Die Streikenden in den Erziehungs- und Sozialberufen treffen sich heute von 10 Uhr – 11.30 Uhr zu einer Kundgebung vor dem Rathaus. Die Linke im Rat der Stadt Bochum unterstützt den Streik und die Forderungen nach einer Aufwertung der Sozial- und Erziehungsberufe nachdrücklich und schreibt in einer Solidaritätserklärung: »Dieser Streik ist wichtig und richtig – und zwar aus mehreren Gründen. Zunächst einmal steht für uns fest, dass ihr bessere Arbeitsbedingungen, eine angemessene Bezahlung und mehr Wertschätzung verdient habt. Es muss Schluss damit sein, dass überall dort, wo es um die Erziehung von Kindern, um Soziale Arbeit oder die Pflege von alten und kranken Menschen geht, die Arbeitsbedingungen schlecht und die Einkommen gering sind.
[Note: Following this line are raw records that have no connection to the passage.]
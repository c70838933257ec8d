//! Slider widget state: one or more thumbs on a numeric track.

use std::sync::{Arc, RwLock};

use serde::Serialize;

use crate::error::ConfigError;
use crate::focus::{Direction, Orientation};
use crate::keys::Key;
use crate::notifier::{ChangeReason, ChangeRequest, ListenerId};
use crate::render::RenderSender;
use crate::state::ControlledValueStore;

/// Slider configuration.
#[derive(Debug, Clone, PartialEq)]
pub struct SliderConfig {
    pub min: f64,
    pub max: f64,
    pub step: f64,
    /// Step applied by PageUp and PageDown.
    pub large_step: f64,
    /// Minimum distance between neighbouring thumbs, in steps.
    pub min_steps_between_values: u32,
    pub orientation: Orientation,
    pub direction: Direction,
    pub disabled: bool,
}

impl Default for SliderConfig {
    fn default() -> Self {
        Self {
            min: 0.0,
            max: 100.0,
            step: 1.0,
            large_step: 10.0,
            min_steps_between_values: 0,
            orientation: Orientation::Horizontal,
            direction: Direction::Ltr,
            disabled: false,
        }
    }
}

impl SliderConfig {
    pub fn new() -> Self {
        Self::default()
    }

    pub fn range(mut self, min: f64, max: f64) -> Self {
        self.min = min;
        self.max = max;
        self
    }

    pub fn step(mut self, step: f64) -> Self {
        self.step = step;
        self
    }

    pub fn large_step(mut self, large_step: f64) -> Self {
        self.large_step = large_step;
        self
    }

    pub fn min_steps_between_values(mut self, steps: u32) -> Self {
        self.min_steps_between_values = steps;
        self
    }

    pub fn orientation(mut self, orientation: Orientation) -> Self {
        self.orientation = orientation;
        self
    }

    pub fn direction(mut self, direction: Direction) -> Self {
        self.direction = direction;
        self
    }

    pub fn disabled(mut self, disabled: bool) -> Self {
        self.disabled = disabled;
        self
    }

    /// Check bounds and steps.
    pub fn validate(&self) -> Result<(), ConfigError> {
        if !(self.min.is_finite() && self.max.is_finite() && self.min < self.max) {
            return Err(ConfigError::InvalidRange {
                min: self.min,
                max: self.max,
            });
        }
        for step in [self.step, self.large_step] {
            if !(step.is_finite() && step > 0.0) {
                return Err(ConfigError::InvalidStep { step });
            }
        }
        Ok(())
    }

    /// Snap `value` to the step grid anchored at `min`, then clamp.
    pub fn snap(&self, value: f64) -> f64 {
        if value.is_nan() {
            return self.min;
        }
        let steps = ((value - self.min) / self.step).round();
        let factor = 10f64.powi(decimals(self.step));
        let snapped = ((self.min + steps * self.step) * factor).round() / factor;
        snapped.clamp(self.min, self.max)
    }

    /// Position of `value` on the track, 0 to 100.
    pub fn percent(&self, value: f64) -> f64 {
        (value.clamp(self.min, self.max) - self.min) / (self.max - self.min) * 100.0
    }

    fn gap(&self) -> f64 {
        f64::from(self.min_steps_between_values) * self.step
    }
}

/// Number of decimal places in `step`, used to strip float noise after
/// snapping.
fn decimals(step: f64) -> i32 {
    let text = step.to_string();
    text.split_once('.')
        .map(|(_, fraction)| fraction.len() as i32)
        .unwrap_or(0)
}

/// Snapshot for the attribute layer.
#[derive(Debug, Clone, PartialEq, Serialize)]
pub struct SliderSnapshot {
    pub values: Vec<f64>,
    pub percents: Vec<f64>,
    pub min: f64,
    pub max: f64,
    pub orientation: Orientation,
    pub disabled: bool,
}

/// A slider with one or more thumbs.
///
/// Thumb values are kept sorted; moving a thumb stops at its neighbours.
#[derive(Debug, Clone)]
pub struct Slider {
    config: Arc<RwLock<SliderConfig>>,
    store: ControlledValueStore<Vec<f64>>,
}

impl Slider {
    /// Create a slider. `values` being `Some` makes it controlled.
    ///
    /// Initial values are snapped, clamped and sorted.
    pub fn new(
        config: SliderConfig,
        values: Option<Vec<f64>>,
        default: Vec<f64>,
    ) -> Result<Self, ConfigError> {
        config.validate()?;
        let normalize = |mut values: Vec<f64>| {
            for value in values.iter_mut() {
                *value = config.snap(*value);
            }
            values.sort_by(f64::total_cmp);
            values
        };
        let store = ControlledValueStore::new(values.map(normalize), normalize(default));
        Ok(Self {
            config: Arc::new(RwLock::new(config)),
            store,
        })
    }

    fn config(&self) -> SliderConfig {
        self.config
            .read()
            .map(|guard| guard.clone())
            .unwrap_or_default()
    }

    // -------------------------------------------------------------------------
    // Read methods
    // -------------------------------------------------------------------------

    pub fn values(&self) -> Vec<f64> {
        self.store.current()
    }

    pub fn value(&self, thumb: usize) -> Option<f64> {
        self.store.with(|values| values.get(thumb).copied())
    }

    pub fn thumb_count(&self) -> usize {
        self.store.with(Vec::len)
    }

    pub fn is_disabled(&self) -> bool {
        self.config().disabled
    }

    pub fn is_controlled(&self) -> bool {
        self.store.is_controlled()
    }

    pub fn snapshot(&self) -> SliderSnapshot {
        let config = self.config();
        let values = self.values();
        SliderSnapshot {
            percents: values.iter().map(|v| config.percent(*v)).collect(),
            values,
            min: config.min,
            max: config.max,
            orientation: config.orientation,
            disabled: config.disabled,
        }
    }

    // -------------------------------------------------------------------------
    // Write methods
    // -------------------------------------------------------------------------

    /// Subscribe to value change requests.
    pub fn on_value_change<F>(&self, listener: F) -> ListenerId
    where
        F: Fn(&Vec<f64>, &mut ChangeRequest<Vec<f64>>) + Send + Sync + 'static,
    {
        self.store.on_change(listener)
    }

    /// Move `thumb` toward `value`. The result is snapped, clamped and kept
    /// between the neighbouring thumbs.
    pub fn set_thumb(&self, thumb: usize, value: f64, reason: ChangeReason) -> bool {
        let config = self.config();
        if config.disabled {
            return false;
        }
        let mut values = self.values();
        if thumb >= values.len() {
            return false;
        }
        let gap = config.gap();
        let lower = match thumb {
            0 => config.min,
            _ => values[thumb - 1] + gap,
        };
        let upper = values.get(thumb + 1).map_or(config.max, |next| next - gap);
        let snapped = config.snap(value);
        values[thumb] = if lower <= upper {
            snapped.clamp(lower, upper)
        } else {
            values[thumb]
        };
        self.store.request_change(values, reason)
    }

    /// Keydown on `thumb`. Returns whether the value changed.
    pub fn handle_key(&self, thumb: usize, key: Key) -> bool {
        let config = self.config();
        let Some(current) = self.value(thumb) else {
            return false;
        };
        let rtl = config.orientation == Orientation::Horizontal
            && config.direction == Direction::Rtl;
        let target = match key {
            Key::ArrowUp => current + config.step,
            Key::ArrowDown => current - config.step,
            Key::ArrowRight if rtl => current - config.step,
            Key::ArrowRight => current + config.step,
            Key::ArrowLeft if rtl => current + config.step,
            Key::ArrowLeft => current - config.step,
            Key::PageUp => current + config.large_step,
            Key::PageDown => current - config.large_step,
            Key::Home => config.min,
            Key::End => config.max,
            _ => return false,
        };
        self.set_thumb(thumb, target, ChangeReason::Keyboard)
    }

    /// Re-supply the controlled values on a parent render.
    pub fn set_values(&self, values: Option<Vec<f64>>) -> Result<bool, ConfigError> {
        self.store.set_external(values)
    }

    pub fn set_disabled(&self, disabled: bool) {
        if let Ok(mut guard) = self.config.write() {
            guard.disabled = disabled;
        }
    }

    pub fn install_render(&self, sender: RenderSender) {
        self.store.install_render(sender);
    }

    pub fn is_dirty(&self) -> bool {
        self.store.is_dirty()
    }

    pub fn clear_dirty(&self) {
        self.store.clear_dirty();
    }
}
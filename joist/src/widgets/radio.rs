//! Radio group widget state.

use std::collections::HashMap;
use std::sync::atomic::{AtomicBool, Ordering};
use std::sync::{Arc, RwLock};

use serde::Serialize;

use crate::context::{ContextConsumer, ContextProvider};
use crate::error::ConfigError;
use crate::focus::{Direction, FocusMove, Orientation, RovingFocus};
use crate::handle::ElementHandle;
use crate::identity::ItemKey;
use crate::keys::Key;
use crate::notifier::{ChangeReason, ChangeRequest, ListenerId};
use crate::registry::{CompositeRegistry, DocumentPosition};
use crate::render::RenderSender;
use crate::state::ControlledValueStore;

/// Radio group configuration.
#[derive(Debug, Clone)]
pub struct RadioConfig {
    pub disabled: bool,
    pub read_only: bool,
    pub orientation: Orientation,
    pub direction: Direction,
    pub loop_focus: bool,
}

impl Default for RadioConfig {
    fn default() -> Self {
        Self {
            disabled: false,
            read_only: false,
            orientation: Orientation::Vertical,
            direction: Direction::Ltr,
            loop_focus: true,
        }
    }
}

impl RadioConfig {
    pub fn new() -> Self {
        Self::default()
    }

    pub fn disabled(mut self, disabled: bool) -> Self {
        self.disabled = disabled;
        self
    }

    pub fn read_only(mut self, read_only: bool) -> Self {
        self.read_only = read_only;
        self
    }

    pub fn orientation(mut self, orientation: Orientation) -> Self {
        self.orientation = orientation;
        self
    }

    pub fn direction(mut self, direction: Direction) -> Self {
        self.direction = direction;
        self
    }

    pub fn loop_focus(mut self, loop_focus: bool) -> Self {
        self.loop_focus = loop_focus;
        self
    }
}

/// Derived radio group state broadcast to radios.
#[derive(Debug, Clone, PartialEq, Serialize)]
pub struct RadioContext<T> {
    pub value: Option<T>,
    pub disabled: bool,
    pub read_only: bool,
    pub orientation: Orientation,
    pub direction: Direction,
}

/// A group of mutually exclusive radios.
///
/// Every arrow key moves focus within the group, and selection follows
/// focus. Disabled radios are skipped.
#[derive(Clone)]
pub struct RadioGroup<T: ItemKey> {
    config: Arc<RwLock<RadioConfig>>,
    store: ControlledValueStore<Option<T>>,
    focus: RovingFocus,
    values: Arc<RwLock<HashMap<ElementHandle, T>>>,
    context: ContextProvider<RadioContext<T>>,
}

impl<T: ItemKey> RadioGroup<T> {
    /// Create a radio group. `value` being `Some` makes it controlled.
    pub fn new(config: RadioConfig, value: Option<Option<T>>, default: Option<T>) -> Self {
        let store = ControlledValueStore::new(value, default);
        let context = ContextProvider::new(Self::derive(&config, store.current()));
        Self {
            config: Arc::new(RwLock::new(config)),
            store,
            focus: RovingFocus::new(CompositeRegistry::new()),
            values: Arc::new(RwLock::new(HashMap::new())),
            context,
        }
    }

    fn derive(config: &RadioConfig, value: Option<T>) -> RadioContext<T> {
        RadioContext {
            value,
            disabled: config.disabled,
            read_only: config.read_only,
            orientation: config.orientation,
            direction: config.direction,
        }
    }

    fn config(&self) -> RadioConfig {
        self.config
            .read()
            .map(|guard| guard.clone())
            .unwrap_or_default()
    }

    /// Recompute the derived context and broadcast it if it changed.
    pub fn refresh(&self) -> bool {
        self.context
            .publish(Self::derive(&self.config(), self.store.current()))
    }

    // -------------------------------------------------------------------------
    // Read methods
    // -------------------------------------------------------------------------

    /// The selected value, if any.
    pub fn value(&self) -> Option<T> {
        self.store.current()
    }

    /// Check if a value is selected.
    pub fn is_selected(&self, value: &T) -> bool {
        self.store.with(|current| current.as_ref() == Some(value))
    }

    /// Read-only handle to the derived context.
    pub fn context(&self) -> ContextConsumer<RadioContext<T>> {
        self.context.consumer()
    }

    /// Registry of radios.
    pub fn registry(&self) -> &CompositeRegistry {
        self.focus.registry()
    }

    /// The radio reachable with Tab: the checked one when it can take focus,
    /// otherwise the roving tab stop.
    pub fn tab_stop(&self) -> Option<ElementHandle> {
        let checked = self.values.read().ok().and_then(|values| {
            values
                .iter()
                .find(|(_, v)| self.is_selected(v))
                .map(|(handle, _)| *handle)
        });
        match checked {
            Some(handle) if !self.focus.is_disabled(&handle) => Some(handle),
            _ => self.focus.tab_stop(),
        }
    }

    // -------------------------------------------------------------------------
    // Write methods
    // -------------------------------------------------------------------------

    /// Subscribe to value change requests.
    pub fn on_value_change<F>(&self, listener: F) -> ListenerId
    where
        F: Fn(&Option<T>, &mut ChangeRequest<Option<T>>) + Send + Sync + 'static,
    {
        self.store.on_change(listener)
    }

    /// Select `value`. Ignored when disabled or read-only.
    pub fn select(&self, value: &T, reason: ChangeReason) -> bool {
        let config = self.config();
        if config.disabled || config.read_only {
            return false;
        }
        let accepted = self.store.request_change(Some(value.clone()), reason);
        self.refresh();
        accepted
    }

    /// Re-supply the controlled value on a parent render.
    pub fn set_value(&self, value: Option<Option<T>>) -> Result<bool, ConfigError> {
        let changed = self.store.set_external(value)?;
        self.refresh();
        Ok(changed)
    }

    pub fn set_disabled(&self, disabled: bool) {
        if let Ok(mut guard) = self.config.write() {
            guard.disabled = disabled;
        }
        self.refresh();
    }

    pub fn set_read_only(&self, read_only: bool) {
        if let Ok(mut guard) = self.config.write() {
            guard.read_only = read_only;
        }
        self.refresh();
    }

    /// Install the render sender on the store, registry and context.
    pub fn install_render(&self, sender: RenderSender) {
        self.store.install_render(sender.clone());
        self.focus.registry().install_render(sender.clone());
        self.context.install_render(sender);
    }

    /// Keydown inside the group. Arrows move focus and select the focused
    /// radio; Space selects the focused radio.
    pub fn handle_key(&self, key: Key) -> bool {
        let config = self.config();
        let rtl = config.direction == Direction::Rtl;
        let movement = match key {
            Key::ArrowDown => FocusMove::Next,
            Key::ArrowUp => FocusMove::Prev,
            Key::ArrowRight if rtl => FocusMove::Prev,
            Key::ArrowRight => FocusMove::Next,
            Key::ArrowLeft if rtl => FocusMove::Next,
            Key::ArrowLeft => FocusMove::Prev,
            Key::Space => {
                return self
                    .focus
                    .current()
                    .and_then(|handle| self.value_of(&handle))
                    .is_some_and(|value| self.select(&value, ChangeReason::Keyboard));
            }
            _ => return false,
        };
        if self.focus.current().is_none()
            && let Some(stop) = self.tab_stop()
        {
            self.focus.focus(stop);
        }
        let Some(target) = self.focus.move_focus(movement, config.loop_focus) else {
            return false;
        };
        if let Some(value) = self.value_of(&target) {
            self.select(&value, ChangeReason::Keyboard);
        }
        true
    }

    fn value_of(&self, handle: &ElementHandle) -> Option<T> {
        self.values
            .read()
            .ok()
            .and_then(|values| values.get(handle).cloned())
    }

    /// Mount a radio for `value` at `position`.
    pub fn radio(&self, value: T, position: impl Into<DocumentPosition>) -> Radio<T> {
        let handle = ElementHandle::new();
        if let Ok(mut values) = self.values.write() {
            values.insert(handle, value.clone());
        }
        self.focus.registry().register(handle, position);
        Radio {
            handle,
            value,
            disabled: Arc::new(AtomicBool::new(false)),
            group: self.clone(),
        }
    }
}

/// Snapshot for the attribute layer.
#[derive(Debug, Clone, PartialEq, Serialize)]
pub struct RadioSnapshot<T> {
    pub value: T,
    pub index: Option<usize>,
    pub checked: bool,
    pub disabled: bool,
    pub tab_index: i32,
}

/// One radio of a group.
pub struct Radio<T: ItemKey> {
    handle: ElementHandle,
    value: T,
    disabled: Arc<AtomicBool>,
    group: RadioGroup<T>,
}

impl<T: ItemKey> Radio<T> {
    pub fn handle(&self) -> ElementHandle {
        self.handle
    }

    pub fn value(&self) -> &T {
        &self.value
    }

    pub fn index(&self) -> Option<usize> {
        self.group.registry().index_of(&self.handle)
    }

    pub fn is_checked(&self) -> bool {
        self.group.is_selected(&self.value)
    }

    pub fn is_disabled(&self) -> bool {
        self.disabled.load(Ordering::SeqCst) || self.group.config().disabled
    }

    pub fn set_disabled(&self, disabled: bool) {
        self.disabled.store(disabled, Ordering::SeqCst);
        self.group.focus.set_disabled(self.handle, disabled);
    }

    /// Clicked.
    pub fn press(&self) -> bool {
        if self.is_disabled() {
            return false;
        }
        self.group.focus.focus(self.handle);
        self.group.select(&self.value, ChangeReason::TriggerPress)
    }

    pub fn snapshot(&self) -> RadioSnapshot<T> {
        RadioSnapshot {
            value: self.value.clone(),
            index: self.index(),
            checked: self.is_checked(),
            disabled: self.is_disabled(),
            tab_index: if self.group.tab_stop() == Some(self.handle) {
                0
            } else {
                -1
            },
        }
    }

    /// Remove the radio from its group.
    pub fn unmount(self) {
        self.group.focus.unregister(&self.handle);
        if let Ok(mut values) = self.group.values.write() {
            values.remove(&self.handle);
        }
    }
}
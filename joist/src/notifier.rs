//! Cancelable "value is about to change" notifications.

use std::any::Any;
use std::fmt;
use std::panic::{self, AssertUnwindSafe};
use std::sync::atomic::{AtomicU64, Ordering};
use std::sync::{Arc, RwLock};

use serde::Serialize;

/// Why a change was requested.
#[derive(Debug, Clone, Copy, PartialEq, Eq, Serialize)]
#[serde(rename_all = "kebab-case")]
pub enum ChangeReason {
    /// A trigger was pressed (click or Enter/Space on a trigger).
    TriggerPress,
    /// A pointer interaction other than a trigger press (slider drag).
    Pointer,
    /// Keyboard navigation (arrows, Home/End, Escape).
    Keyboard,
    /// The host found text inside a hidden-until-found panel.
    BeforeMatch,
    /// Requested from code.
    Programmatic,
}

/// A proposed change, mutable only during a single notification pass.
///
/// Listeners may cancel the request; nothing can un-cancel it.
#[derive(Debug, Clone)]
pub struct ChangeRequest<T> {
    proposed: T,
    reason: ChangeReason,
    canceled: bool,
}

impl<T> ChangeRequest<T> {
    /// Create a new, not yet canceled request.
    pub fn new(proposed: T, reason: ChangeReason) -> Self {
        Self {
            proposed,
            reason,
            canceled: false,
        }
    }

    /// The value that will be committed if nobody cancels.
    pub fn proposed(&self) -> &T {
        &self.proposed
    }

    /// Why the change was requested.
    pub fn reason(&self) -> ChangeReason {
        self.reason
    }

    /// Cancel the change.
    pub fn cancel(&mut self) {
        self.canceled = true;
    }

    /// Whether any listener canceled the change.
    pub fn is_canceled(&self) -> bool {
        self.canceled
    }

    /// Take the proposed value.
    pub fn into_proposed(self) -> T {
        self.proposed
    }
}

/// Identifier returned by `subscribe`, used to unsubscribe.
#[derive(Debug, Clone, Copy, PartialEq, Eq, Hash)]
pub struct ListenerId(u64);

impl ListenerId {
    pub(crate) fn next() -> Self {
        static COUNTER: AtomicU64 = AtomicU64::new(0);
        Self(COUNTER.fetch_add(1, Ordering::SeqCst))
    }
}

impl fmt::Display for ListenerId {
    fn fmt(&self, f: &mut fmt::Formatter<'_>) -> fmt::Result {
        write!(f, "__listener_{}", self.0)
    }
}

/// Listener invoked with the current (pre-change) value and the request.
pub type ChangeListener<T> = Arc<dyn Fn(&T, &mut ChangeRequest<T>) + Send + Sync>;

/// A single cancelable change event with any number of listeners.
///
/// Cloning shares the listener list.
pub struct ChangeNotifier<T> {
    listeners: Arc<RwLock<Vec<(ListenerId, ChangeListener<T>)>>>,
}

impl<T> ChangeNotifier<T> {
    /// Create a notifier with no listeners.
    pub fn new() -> Self {
        Self {
            listeners: Arc::new(RwLock::new(Vec::new())),
        }
    }

    /// Add a listener. Listeners run in subscription order.
    pub fn subscribe<F>(&self, listener: F) -> ListenerId
    where
        F: Fn(&T, &mut ChangeRequest<T>) + Send + Sync + 'static,
    {
        let id = ListenerId::next();
        if let Ok(mut guard) = self.listeners.write() {
            guard.push((id, Arc::new(listener)));
        }
        id
    }

    /// Remove a listener. Returns false if it was not subscribed.
    pub fn unsubscribe(&self, id: ListenerId) -> bool {
        let Ok(mut guard) = self.listeners.write() else {
            return false;
        };
        let before = guard.len();
        guard.retain(|(listener_id, _)| *listener_id != id);
        guard.len() != before
    }

    /// Number of subscribed listeners.
    pub fn len(&self) -> usize {
        self.listeners.read().map(|guard| guard.len()).unwrap_or(0)
    }

    /// Whether there are no listeners.
    pub fn is_empty(&self) -> bool {
        self.len() == 0
    }

    /// Run one notification pass.
    ///
    /// Every listener sees `current`, the value before the change. Returns
    /// true when the request was not canceled. The listener list is cloned
    /// before the pass so listeners may subscribe or unsubscribe freely.
    ///
    /// A listener that panics is unsubscribed and the request is canceled,
    /// since its veto is unknown. The remaining listeners still run.
    pub fn notify(&self, current: &T, request: &mut ChangeRequest<T>) -> bool {
        let listeners: Vec<(ListenerId, ChangeListener<T>)> = self
            .listeners
            .read()
            .map(|guard| guard.iter().map(|(id, l)| (*id, Arc::clone(l))).collect())
            .unwrap_or_default();

        for (id, listener) in listeners {
            let result = panic::catch_unwind(AssertUnwindSafe(|| listener(current, request)));
            if let Err(payload) = result {
                log::error!(
                    "Change listener {} panicked, removing it: {}",
                    id,
                    panic_message(payload.as_ref())
                );
                self.unsubscribe(id);
                request.cancel();
            }
        }
        !request.is_canceled()
    }
}

impl<T> Default for ChangeNotifier<T> {
    fn default() -> Self {
        Self::new()
    }
}

impl<T> Clone for ChangeNotifier<T> {
    fn clone(&self) -> Self {
        Self {
            listeners: Arc::clone(&self.listeners),
        }
    }
}

impl<T> fmt::Debug for ChangeNotifier<T> {
    fn fmt(&self, f: &mut fmt::Formatter<'_>) -> fmt::Result {
        f.debug_struct("ChangeNotifier")
            .field("listeners", &self.len())
            .finish()
    }
}

fn panic_message(payload: &(dyn Any + Send)) -> String {
    if let Some(message) = payload.downcast_ref::<&str>() {
        message.to_string()
    } else if let Some(message) = payload.downcast_ref::<String>() {
        message.clone()
    } else {
        "unknown panic".to_string()
    }
}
Das alleine würde als Begründung für diesen Streik schon ausreichen. Aber euer Arbeitskampf steht auch in einem größeren gesellschaftlichen Kontext. Wer für eine ausreichende Finanzierung der Sozial- und Erziehungsberufe kämpft, streitet damit auch für unser Bildungs- und Sozialsystem insgesamt – und für eine Gesellschaft, in der weder Kinder und Familien noch Ältere und Pflegebedürftige auf der Strecke bleiben. In dieser Auseinandersetzung stehen die Beschäftigten und alle, die auf gute Arbeit in Kitas, auf soziale Dienstleistungen oder irgendwann einmal auf Pflege angewiesen sind, auf der gleichen Seite. Mit anderen Worten: Ihr streikt für uns alle mit – und dafür sagen wir danke!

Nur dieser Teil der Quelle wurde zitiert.